▶ [WHAT TO WORK ON]:
Each line of the data below that holds the word "Debug" is to be reported in full.

▶ [DATA FOR THIS EXERCISE]:
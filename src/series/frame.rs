//! Several value columns sharing one date index.

use chrono::NaiveDate;

use crate::series::{calendar, TimeSeries};

#[derive(Debug, Clone, PartialEq)]
pub struct Column {
    pub name: String,
    /// `None` where the value is undefined for that row.
    pub values: Vec<Option<f64>>,
}

#[derive(Debug, Clone, PartialEq, Default)]
pub struct Frame {
    name: String,
    index: Vec<NaiveDate>,
    columns: Vec<Column>,
}

impl Frame {
    /// Columns must match the index in length and the index must be ordered,
    /// which holds for frames built from a resampled series.
    pub(crate) fn new(
        name: impl Into<String>,
        index: Vec<NaiveDate>,
        columns: Vec<Column>,
    ) -> Self {
        Frame {
            name: name.into(),
            index,
            columns,
        }
    }

    pub fn name(&self) -> &str {
        &self.name
    }

    pub fn index(&self) -> &[NaiveDate] {
        &self.index
    }

    pub fn columns(&self) -> &[Column] {
        &self.columns
    }

    pub fn column_names(&self) -> Vec<&str> {
        self.columns.iter().map(|c| c.name.as_str()).collect()
    }

    pub fn len(&self) -> usize {
        self.index.len()
    }

    pub fn is_empty(&self) -> bool {
        self.index.is_empty()
    }

    /// Rows from the first day of `from` to the last day of `to`.
    pub fn slice_years(&self, from: i32, to: i32) -> Frame {
        let (Some(start), Some(end)) = (calendar::year_start(from), calendar::year_end(to)) else {
            return Frame::new(self.name.clone(), Vec::new(), Vec::new());
        };
        let lo = self.index.partition_point(|d| *d < start);
        let hi = self.index.partition_point(|d| *d <= end).max(lo);

        let columns = self
            .columns
            .iter()
            .map(|c| Column {
                name: c.name.clone(),
                values: c.values[lo..hi].to_vec(),
            })
            .collect();

        Frame::new(self.name.clone(), self.index[lo..hi].to_vec(), columns)
    }

    /// Every column as a series, in column order, undefined rows left out.
    pub fn to_series(&self) -> Vec<TimeSeries> {
        self.columns.iter().map(|c| self.column_series(c)).collect()
    }

    fn column_series(&self, column: &Column) -> TimeSeries {
        let points = self
            .index
            .iter()
            .zip(&column.values)
            .filter_map(|(date, value)| value.map(|v| (*date, v)))
            .collect();

        TimeSeries::derived(column.name.clone(), points)
    }
}

// -- Tests -------------------------------------------------------------------

#[cfg(test)]
mod tests {
    use super::*;
    use crate::series::tests::date;

    fn frame() -> Frame {
        Frame::new(
            "AO",
            vec![date(1952, 12, 31), date(1955, 12, 31), date(1958, 12, 31)],
            vec![
                Column {
                    name: "mean".to_string(),
                    values: vec![Some(0.1), Some(-0.2), Some(0.3)],
                },
                Column {
                    name: "std".to_string(),
                    values: vec![Some(1.0), None, Some(0.5)],
                },
            ],
        )
    }

    #[test]
    fn should_slice_rows_by_year() {
        let sliced = frame().slice_years(1953, 1958);

        assert_eq!(sliced.index(), &[date(1955, 12, 31), date(1958, 12, 31)]);
        assert_eq!(sliced.len(), 2);
        assert_eq!(sliced.columns()[1].values, vec![None, Some(0.5)]);
        assert!(frame().slice_years(1900, 1950).is_empty());
    }

    #[test]
    fn should_drop_undefined_rows_from_column_series() {
        let series = frame().to_series();

        assert_eq!(series.len(), 2);
        assert_eq!(series[1].name(), "std");
        assert_eq!(
            series[1].points(),
            &[(date(1952, 12, 31), 1.0), (date(1958, 12, 31), 0.5)]
        );
        assert_eq!(frame().column_names(), vec!["mean", "std"]);
    }
}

▶ [RESPONSE FOR THIS EXERCISE]:
#[derive(Debug, Clone, PartialEq)]
#[derive(Debug, Clone, PartialEq, Default)]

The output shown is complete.